If you are doing Merchant Fulfillment, you must test out offering free shipping versus charging for shipping. That may seem small, but most of the times getting free shipping makes a big difference to the customers.
What I do, is I calculate what it would cost me to deliver a product to a far away location, and price my product according. But I always have a free shipping doing FBM.
Never mention that yours is cheaper
Telling your customers that your price is cheaper and comparing it to competitors makes people feel like they are being tricked, or that your product is not good.
On your own listings never mention price or your competitor’s price anywhere in product description, unless you are specifically trying to say why your product IS better and cheaper.
Emphasize the ease of use/time saved/benefits! Do not emphasize the price
When you are creating a listing for your private label product, make sure that you are focused on what great benefits this product has, how much time it will save its user. People like to connect their personal feelings about what the product does for them. Make sure that you connect with those personal feelings.
This is the main driving force that sells your products. It’s HUGE! Trust me.
When you are creating those listings set the manufacturer suggested retail price higher than your actual price. People do not like to think that they are paying full price. I know I don’t, and I’m sure you don’t either.
Setting your $50 product’s MSRP to $75 will trigger Amazon to show that your product is sold with 33% discount. I wouldn’t go too crazy with it, as it could look like there is something wrong with the product, and it could affect one of the other psychological things that we talked about. Showing too much of the discount could make people thinking about the price more than you want them to.
Change prices, even slightly
On listings with multiple variations, do change the prices to show that they vary. It appears that people are more likely to actually choose one of the products if the prices are off by a penny or two, compared to when the prices are all even.

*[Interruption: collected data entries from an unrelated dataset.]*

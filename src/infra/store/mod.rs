//! Usage-counter backends.
//!
//! The store is the source of truth for per-scope, per-window action counts.
//! It is owned by the persistence layer; this crate only consumes the
//! contract and ships an in-memory implementation for tests and a Postgres
//! schema stub for integration layers to wire up.

pub mod memory;
pub mod postgres;

pub use memory::InMemoryUsageStore;
pub use postgres::PostgresUsageStore;

use async_trait::async_trait;

use crate::core::{EngineError, ScopeRef};

/// Durable counter storage keyed by `(scope, window_secs, window_start)`.
///
/// Both window fields are part of the key: windows of different lengths can
/// start at the same instant (an hour and a day both begin at midnight) and
/// must not share a counter.
///
/// `increment` must be atomic under concurrent callers; that guarantee is
/// the storage layer's contract, not something this engine can add on top.
#[async_trait]
pub trait UsageStore: Send + Sync {
    /// Current count for a scope's window. Missing windows read as 0.
    async fn get(
        &self,
        scope: &ScopeRef,
        window_secs: u64,
        window_start: u64,
    ) -> Result<u64, EngineError>;

    /// Atomically add one action to a scope's window and return the new
    /// count. Called by the posting pipeline after it commits an action,
    /// never by the engine itself.
    async fn increment(
        &self,
        scope: &ScopeRef,
        window_secs: u64,
        window_start: u64,
    ) -> Result<u64, EngineError>;

    /// Every scope with any recorded usage. Drives the health sweep.
    async fn known_scopes(&self) -> Result<Vec<ScopeRef>, EngineError>;
}
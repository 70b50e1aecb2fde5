//! Process-local cache store.

use std::collections::HashMap;

use async_trait::async_trait;
use parking_lot::Mutex;

use crate::core::ScopeRef;
use crate::infra::cache::{CacheKey, CacheStore, CachedCount};

/// In-process map-backed cache store.
#[derive(Debug, Default)]
pub struct InMemoryCacheStore {
    entries: Mutex<HashMap<CacheKey, CachedCount>>,
}

impl InMemoryCacheStore {
    /// Create an empty cache.
    pub fn new() -> Self {
        Self::default()
    }

    /// Number of resident entries, including expired ones not yet evicted.
    pub fn len(&self) -> usize {
        self.entries.lock().len()
    }

    /// Whether the cache holds no entries.
    pub fn is_empty(&self) -> bool {
        self.entries.lock().is_empty()
    }
}

#[async_trait]
impl CacheStore for InMemoryCacheStore {
    async fn get(&self, key: &CacheKey) -> Option<CachedCount> {
        self.entries.lock().get(key).copied()
    }

    async fn set(&self, key: CacheKey, entry: CachedCount) {
        self.entries.lock().insert(key, entry);
    }

    async fn invalidate_scope(&self, scope: &ScopeRef) {
        self.entries.lock().retain(|k, _| k.scope != *scope);
    }

    async fn clear_all(&self) {
        self.entries.lock().clear();
    }
}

If all prices are the same people sometimes do not know what option to pick. But when you price variations slightly different your customers will make a buying decision more quickly.
Monitor your Prices Constantly
So those were quick major psychological things that you need to take into consideration, when you are pricing your products, but more than anything I want you to realize, that as an Amazon seller you have to be monitoring your prices constantly. This is an extremely important part of your business! Do not ever forget this.
If you are a new seller, you have to understand that you must constantly massage that price to get the sale, you have to analyze your competitors constantly. Estimate how many sellers you are competing with. Know, that your aim is to capture that BuyBox. If you want that sale, you have to float in that BuyBox!
Always have a plan and a pricing strategy in place! Have it in your notebook, have it in Excel, track your competitors, understand if it’s a seasonal item. Always have a time frame that you want to see a turnover.
Remember, that it’s not necessarily that you have to lower your price to get into BuyBox. Amazon’t algorithms work in mysterious ways, but it may think that you are an active seller, since you are changing your price, and setting a price higher may get you your BuyBox.
Check competition’s stock: if you are seeing that they may run out of stock, and sales ranks suggests that sales are constant and often, do set the price higher. If you are selling a product, that is also being sold by Amazon, and the BSR is low, set the price higher than Amazon. This will yield you sales when Amazon runs out of stock.
Do not be afraid to change prices just to test things out!